Une histoire d'amour

Publié le par Bernard Revel

Une histoire d'amour

                                                       Une histoire d’amour

 

Elles sont bêtes, les filles. Elles se prennent pour des vedettes. C’est surtout Rose-Marie qu’on entend. Ma sœur chante moins fort. Mais Rose-Marie a une voix puissante. Et puis, elle connaît des chansons par cœur.
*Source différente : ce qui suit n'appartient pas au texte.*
use crate::seatmap::{SeatLayout, SeatMap, SeatMapError, SeatToggle};
use chrono::{DateTime, NaiveDate, Utc};
use goride_offer::BusOffer;
use goride_shared::{format_inr, Masked};
use rand::Rng;
use serde::{Deserialize, Serialize};
use std::fmt;
use uuid::Uuid;

/// Fixed brand tag prefixing every ticket id
pub const TICKET_PREFIX: &str = "GORIDE-";

/// Seat-grid tunables applied to every new session
#[derive(Debug, Clone, Serialize, Deserialize)]
#[serde(default)]
pub struct SeatingConfig {
    pub layout: SeatLayout,
    pub min_booked: u32,
    pub max_booked: u32,
}

impl Default for SeatingConfig {
    fn default() -> Self {
        Self {
            layout: SeatLayout::default(),
            min_booked: 6,
            max_booked: 15,
        }
    }
}

/// Session lifecycle
#[derive(Debug, Clone, Copy, PartialEq, Eq, Serialize)]
#[serde(rename_all = "SCREAMING_SNAKE_CASE")]
pub enum SessionStatus {
    Selecting,
    Confirmed,
    Dismissed,
}

/// Contact details entered at booking time. Email and phone are masked in
/// Debug output so sessions and tickets can be logged safely.
#[derive(Debug, Clone, PartialEq, Eq, Serialize, Deserialize)]
pub struct PassengerInfo {
    pub name: String,
    pub email: Masked<String>,
    pub phone: Masked<String>,
}

impl PassengerInfo {
    pub fn new(
        name: impl Into<String>,
        email: impl Into<String>,
        phone: impl Into<String>,
    ) -> Self {
        Self {
            name: name.into(),
            email: Masked::new(email.into()),
            phone: Masked::new(phone.into()),
        }
    }
}

#[derive(Debug, Clone, Copy, PartialEq, Eq, Serialize)]
#[serde(rename_all = "SCREAMING_SNAKE_CASE")]
pub enum PassengerField {
    Name,
    Email,
    Phone,
}

impl fmt::Display for PassengerField {
    fn fmt(&self, f: &mut fmt::Formatter<'_>) -> fmt::Result {
        let label = match self {
            PassengerField::Name => "name",
            PassengerField::Email => "email",
            PassengerField::Phone => "phone",
        };
        f.write_str(label)
    }
}

/// Derived view of the live selection, recomputed on demand
#[derive(Debug, Clone, PartialEq, Serialize)]
pub struct BookingSummary {
    /// "A1, A3" in selection order, or "—" when nothing is selected
    pub seats: String,
    pub seat_count: usize,
    pub total: i64,
    pub total_display: String,
    /// True iff at least one seat is selected
    pub can_book: bool,
}

/// The in-progress state for one chosen bus: the offer snapshot, the live
/// seat map, and the derived totals. One session per bus selection; a new
/// selection starts a new session.
#[derive(Debug, Clone, Serialize)]
pub struct BookingSession {
    pub id: Uuid,
    pub bus: BusOffer,
    pub travel_date: NaiveDate,
    pub passenger_count: u32,
    seat_map: SeatMap,
    status: SessionStatus,
    pub created_at: DateTime<Utc>,
}

impl BookingSession {
    /// Open seat selection for a chosen offer. Rolls a fresh seat map with
    /// the passenger count as the selection cap.
    pub fn new(
        bus: BusOffer,
        travel_date: NaiveDate,
        passenger_count: u32,
        seating: &SeatingConfig,
        rng: &mut impl Rng,
    ) -> Self {
        let seat_map = SeatMap::generate(
            seating.layout,
            seating.min_booked,
            seating.max_booked,
            passenger_count,
            rng,
        );
        Self {
            id: Uuid::from_u128(rng.gen()),
            bus,
            travel_date,
            passenger_count,
            seat_map,
            status: SessionStatus::Selecting,
            created_at: Utc::now(),
        }
    }

    pub fn seat_map(&self) -> &SeatMap {
        &self.seat_map
    }

    pub fn toggle_seat(&mut self, seat_id: &str) -> Result<SeatToggle, SeatMapError> {
        self.seat_map.toggle(seat_id)
    }

    pub fn status(&self) -> SessionStatus {
        self.status
    }

    pub fn summary(&self) -> BookingSummary {
        let seats = self.seat_map.selected_seats();
        let total = seats.len() as i64 * self.bus.price;
        BookingSummary {
            seats: if seats.is_empty() {
                "—".to_string()
            } else {
                seats.join(", ")
            },
            seat_count: seats.len(),
            total,
            total_display: format_inr(total),
            can_book: !seats.is_empty(),
        }
    }

    /// The seat-selection modal was closed without booking
    pub fn dismiss(&mut self) {
        if self.status == SessionStatus::Selecting {
            self.status = SessionStatus::Dismissed;
        }
    }

    /// Finalize the session into a Ticket.
    ///
    /// Requires an open session, at least one selected seat, and non-blank
    /// name/email/phone — whitespace-only counts as blank. Nothing beyond
    /// non-blankness is checked (no email/phone shape validation). On
    /// success the session is closed; the next bus selection starts a new
    /// one.
    pub fn finalize(
        &mut self,
        passenger: PassengerInfo,
        rng: &mut impl Rng,
    ) -> Result<Ticket, BookingError> {
        if self.status != SessionStatus::Selecting {
            return Err(BookingError::SessionClosed(self.status));
        }
        validate_passenger(&passenger)?;

        let seats = self.seat_map.selected_seats().to_vec();
        if seats.is_empty() {
            return Err(BookingError::NoSeatsSelected);
        }

        let ticket = Ticket {
            ticket_id: format!("{}{}", TICKET_PREFIX, rng.gen_range(100_000..1_000_000)),
            bus: self.bus.clone(),
            seats,
            passenger,
            travel_date: self.travel_date,
            total: self.summary().total,
            issued_at: Utc::now(),
        };
        self.status = SessionStatus::Confirmed;
        Ok(ticket)
    }
}

/// Non-blankness check on the contact fields, in form order. Callers that
/// pause before finalizing run this first so field errors stay synchronous.
pub fn validate_passenger(passenger: &PassengerInfo) -> Result<(), BookingError> {
    if passenger.name.trim().is_empty() {
        return Err(BookingError::MissingField(PassengerField::Name));
    }
    if passenger.email.expose().trim().is_empty() {
        return Err(BookingError::MissingField(PassengerField::Email));
    }
    if passenger.phone.expose().trim().is_empty() {
        return Err(BookingError::MissingField(PassengerField::Phone));
    }
    Ok(())
}

/// The immutable record minted on successful finalization
#[derive(Debug, Clone, PartialEq, Serialize)]
pub struct Ticket {
    pub ticket_id: String,
    pub bus: BusOffer,
    /// Seat ids in the order they were selected
    pub seats: Vec<String>,
    pub passenger: PassengerInfo,
    pub travel_date: NaiveDate,
    pub total: i64,
    pub issued_at: DateTime<Utc>,
}

impl Ticket {
    pub fn total_display(&self) -> String {
        format_inr(self.total)
    }
}

#[derive(Debug, thiserror::Error, PartialEq, Eq)]
pub enum BookingError {
    #[error("passenger {0} is required")]
    MissingField(PassengerField),

    #[error("no seats selected")]
    NoSeatsSelected,

    #[error("booking session is already {0:?}")]
    SessionClosed(SessionStatus),
}

#[cfg(test)]
mod tests {
    use super::*;
    use chrono::NaiveTime;
    use goride_catalog::ServiceClass;
    use goride_shared::TripDuration;
    use rand::rngs::StdRng;
    use rand::SeedableRng;

    fn offer(price: i64) -> BusOffer {
        BusOffer {
            id: Uuid::nil(),
            operator: "Star Cruiser".to_string(),
            service_class: ServiceClass::AcSleeper,
            rating: 4.8,
            amenities: vec!["WiFi".to_string()],
            origin: "Mumbai".to_string(),
            destination: "Pune".to_string(),
            departure: NaiveTime::from_hms_opt(21, 30, 0).unwrap(),
            arrival: NaiveTime::from_hms_opt(1, 0, 0).unwrap(),
            duration: TripDuration::new(3, 30),
            price,
            seats_left: 20,
        }
    }

    fn open_seating() -> SeatingConfig {
        // No pre-booked seats so tests can pick any seat id
        SeatingConfig {
            min_booked: 0,
            max_booked: 0,
            ..SeatingConfig::default()
        }
    }

    fn travel_date() -> NaiveDate {
        NaiveDate::from_ymd_opt(2026, 3, 14).unwrap()
    }

    fn passenger() -> PassengerInfo {
        PassengerInfo::new("Asha Rao", "asha@example.com", "9876543210")
    }

    #[test]
    fn test_summary_tracks_selection() {
        let mut rng = StdRng::seed_from_u64(1);
        let mut session = BookingSession::new(offer(500), travel_date(), 2, &open_seating(), &mut rng);

        let empty = session.summary();
        assert_eq!(empty.seats, "—");
        assert_eq!(empty.total, 0);
        assert!(!empty.can_book);

        session.toggle_seat("A1").unwrap();
        session.toggle_seat("A3").unwrap();

        let picked = session.summary();
        assert_eq!(picked.seats, "A1, A3");
        assert_eq!(picked.total, 1000);
        assert_eq!(picked.total_display, "₹1,000");
        assert!(picked.can_book);
    }

    #[test]
    fn test_passenger_cap_comes_from_the_search() {
        let mut rng = StdRng::seed_from_u64(2);
        let mut session = BookingSession::new(offer(500), travel_date(), 2, &open_seating(), &mut rng);

        session.toggle_seat("A1").unwrap();
        session.toggle_seat("A3").unwrap();
        assert_eq!(
            session.toggle_seat("A4"),
            Err(SeatMapError::CapacityReached { capacity: 2 })
        );
        assert_eq!(session.seat_map().selected_seats(), ["A1", "A3"]);
    }

    #[test]
    fn test_finalize_requires_contact_fields() {
        let mut rng = StdRng::seed_from_u64(3);
        let mut session = BookingSession::new(offer(450), travel_date(), 1, &open_seating(), &mut rng);
        session.toggle_seat("B1").unwrap();

        let blank_name = PassengerInfo::new("", "a@b.c", "123");
        assert_eq!(
            session.finalize(blank_name, &mut rng),
            Err(BookingError::MissingField(PassengerField::Name))
        );

        let blank_email = PassengerInfo::new("Asha", "   ", "123");
        assert_eq!(
            session.finalize(blank_email, &mut rng),
            Err(BookingError::MissingField(PassengerField::Email))
        );

        let blank_phone = PassengerInfo::new("Asha", "a@b.c", "\t");
        assert_eq!(
            session.finalize(blank_phone, &mut rng),
            Err(BookingError::MissingField(PassengerField::Phone))
        );

        // Rejections leave the session open
        assert_eq!(session.status(), SessionStatus::Selecting);
    }

    #[test]
    fn test_finalize_mints_a_ticket() {
        let mut rng = StdRng::seed_from_u64(4);
        let mut session = BookingSession::new(offer(780), travel_date(), 3, &open_seating(), &mut rng);
        for id in ["C4", "A1", "B2"] {
            session.toggle_seat(id).unwrap();
        }

        let ticket = session.finalize(passenger(), &mut rng).unwrap();

        assert!(ticket.ticket_id.starts_with(TICKET_PREFIX));
        let digits = &ticket.ticket_id[TICKET_PREFIX.len()..];
        assert_eq!(digits.len(), 6);
        let number: u32 = digits.parse().unwrap();
        assert!((100_000..=999_999).contains(&number));

        // Seats listed in selection order, total = seats × fare
        assert_eq!(ticket.seats, ["C4", "A1", "B2"]);
        assert_eq!(ticket.total, 3 * 780);
        assert_eq!(ticket.total_display(), "₹2,340");
        assert_eq!(session.status(), SessionStatus::Confirmed);
    }

    #[test]
    fn test_finalize_twice_is_rejected() {
        let mut rng = StdRng::seed_from_u64(5);
        let mut session = BookingSession::new(offer(500), travel_date(), 1, &open_seating(), &mut rng);
        session.toggle_seat("A1").unwrap();

        session.finalize(passenger(), &mut rng).unwrap();
        assert_eq!(
            session.finalize(passenger(), &mut rng),
            Err(BookingError::SessionClosed(SessionStatus::Confirmed))
        );
    }

    #[test]
    fn test_dismissed_session_cannot_finalize() {
        let mut rng = StdRng::seed_from_u64(6);
        let mut session = BookingSession::new(offer(500), travel_date(), 1, &open_seating(), &mut rng);
        session.toggle_seat("A1").unwrap();
        session.dismiss();

        assert_eq!(
            session.finalize(passenger(), &mut rng),
            Err(BookingError::SessionClosed(SessionStatus::Dismissed))
        );
    }

    #[test]
    fn test_finalize_needs_a_seat() {
        let mut rng = StdRng::seed_from_u64(7);
        let mut session = BookingSession::new(offer(500), travel_date(), 1, &open_seating(), &mut rng);

        assert_eq!(
            session.finalize(passenger(), &mut rng),
            Err(BookingError::NoSeatsSelected)
        );
    }
}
Pas beaucoup, trois ou quatre. Alors, moi aussi je commence à les connaître. Celle-là, surtout. Je l’ai toujours en tête, ces jours-ci. Je me la chante intérieurement. Ça parle d’amour, bien sûr. Toutes les chansons parlent d’amour. Parfois, je me trahis. Je la sifflote. Et puis, j’ai honte. Je ne voudrais pas que les copains m’entendent. C’est bon pour les filles, ces bêtises. Elles font des manières en chantant. Surtout Rose-Marie. Elle se prend pour Gloria Lasso. Pourtant, elle ne lui ressemble pas du tout. Elle est toute maigre. Bon, je ferais mieux d’aller dans la rue.

Elles sont dans la cage d’escalier. Elles ne font même pas attention à moi. Ma sœur est assise sur la première marche. Elle fait le public. Rose-Marie, en hauteur, s’égosille. « Ma complainte c’est la plainte de deux cœurs ». Je sors. Dans la rue, un autre concert m’attend. Du fer chante sur du gravier. C’est la charrette de monsieur Roda. Je marche à côté du cheval. Mais il n’y a rien à faire. Cet air trotte dans ma tête et il va me poursuivre, je le sais, de la rue Condorcet à la Jourre et du « Ciment » à la rue Jules Ferry. Pour la millième fois, je vais répéter ces paroles obscures : « C’est l’histoire d’un amour éternel et banal Qui apporte chaque jour tout le bien tout le mal ». J’entends la jolie petite voix de Gloria Lasso. Elle a un beau visage espagnol, cette dame. Elle me fait penser à ma mère. Cet amour éternel et banal, c’est quelque chose qui me fait peur. J’espère que ça ne m’arrivera jamais. Si ça doit m’apporter tout le bien chaque jour, passe encore, mais tout le mal, pourquoi ? Pourquoi ces « soirées d’angoisse » et ces « matins merveilleux » ? Si c’est ça l’amour, merci.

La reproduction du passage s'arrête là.